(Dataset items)

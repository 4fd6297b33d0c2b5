/// Action enum - represents all possible actions in the application
/// Actions are dispatched to the reducer to update state
#[derive(Debug, Clone, PartialEq)]
pub enum Action {
    // User-initiated actions
    Bootstrap,
    KeywordInput(char),
    KeywordBackspace,
    KeywordClear,
    Submit,
    FocusNext,
    SelectNextCard,
    SelectPrevCard,
    SelectCardBelow,
    SelectCardAbove,
    CopySelected,
    CopyCard(usize),

    // Background task completion notifications
    SuggestionsLoaded {
        request_id: u64,
        result: Result<Vec<String>, String>,
    },
    CopyFeedbackExpired {
        index: usize,
        token: u64,
    },
    ClipboardResult(Result<String, String>), // Ok(username) or Err(reason)

    TickSpinner, // Increment spinner animation frame
    TerminalResized(u16), // New terminal height in rows

    // Debug console (Quake-style drop-down)
    ToggleDebugConsole,
    ScrollDebugConsoleUp,
    ScrollDebugConsoleDown,
    ToggleDebugAutoScroll,
    ClearDebugLogs,

    Quit,
    None,
}
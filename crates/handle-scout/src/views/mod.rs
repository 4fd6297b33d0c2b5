pub mod debug_console;
pub mod results;
pub mod search_bar;
pub mod status_bar;
use ratatui::{prelude::*, widgets::*};

use crate::{
    state::{Focus, SearchPanelState},
    theme::Theme,
};

const PLACEHOLDER: &str = "Enter a keyword (e.g. game, art, tech)";

/// Render the keyword input. The submit hint is greyed out while a search runs.
pub fn render_search_bar(f: &mut Frame, area: Rect, search: &SearchPanelState, theme: &Theme) {
    let focused = search.focus == Focus::Input;
    let loading = search.state.is_loading();

    let submit_hint = if loading {
        Line::from(Span::styled(" Enter search ", theme.key_disabled()))
    } else {
        Line::from(vec![
            Span::styled(" Enter ", theme.key_hint()),
            Span::styled("search ", theme.key_description()),
        ])
    };

    let block = Block::bordered()
        .border_type(BorderType::Rounded)
        .title(" Keyword ")
        .title(submit_hint.right_aligned())
        .border_style(theme.panel_border(focused))
        .style(Style::default().bg(theme.bg_secondary));

    let content = if search.keyword.is_empty() {
        Line::from(Span::styled(
            PLACEHOLDER,
            Style::default().fg(theme.text_muted),
        ))
    } else {
        Line::from(Span::styled(
            search.keyword.as_str(),
            Style::default().fg(theme.text_primary),
        ))
    };

    let inner = block.inner(area);
    f.render_widget(Paragraph::new(content).block(block), area);

    if focused {
        let cursor_x = inner
            .x
            .saturating_add(search.keyword.chars().count() as u16)
            .min(inner.right().saturating_sub(1));
        f.set_cursor_position(Position::new(cursor_x, inner.y));
    }
}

**Problem statement:**
What is needed is every line of the records above that contains the word "theme".

**Answer below:**
    theme::Theme,
pub fn render_search_bar(f: &mut Frame, area: Rect, search: &SearchPanelState, theme: &Theme) {
        Line::from(Span::styled(" Enter search ", theme.key_disabled()))
            Span::styled(" Enter ", theme.key_hint()),
            Span::styled("search ", theme.key_description()),
        .border_style(theme.panel_border(focused))
        .style(Style::default().bg(theme.bg_secondary));
            Style::default().fg(theme.text_muted),
            Style::default().fg(theme.text_primary),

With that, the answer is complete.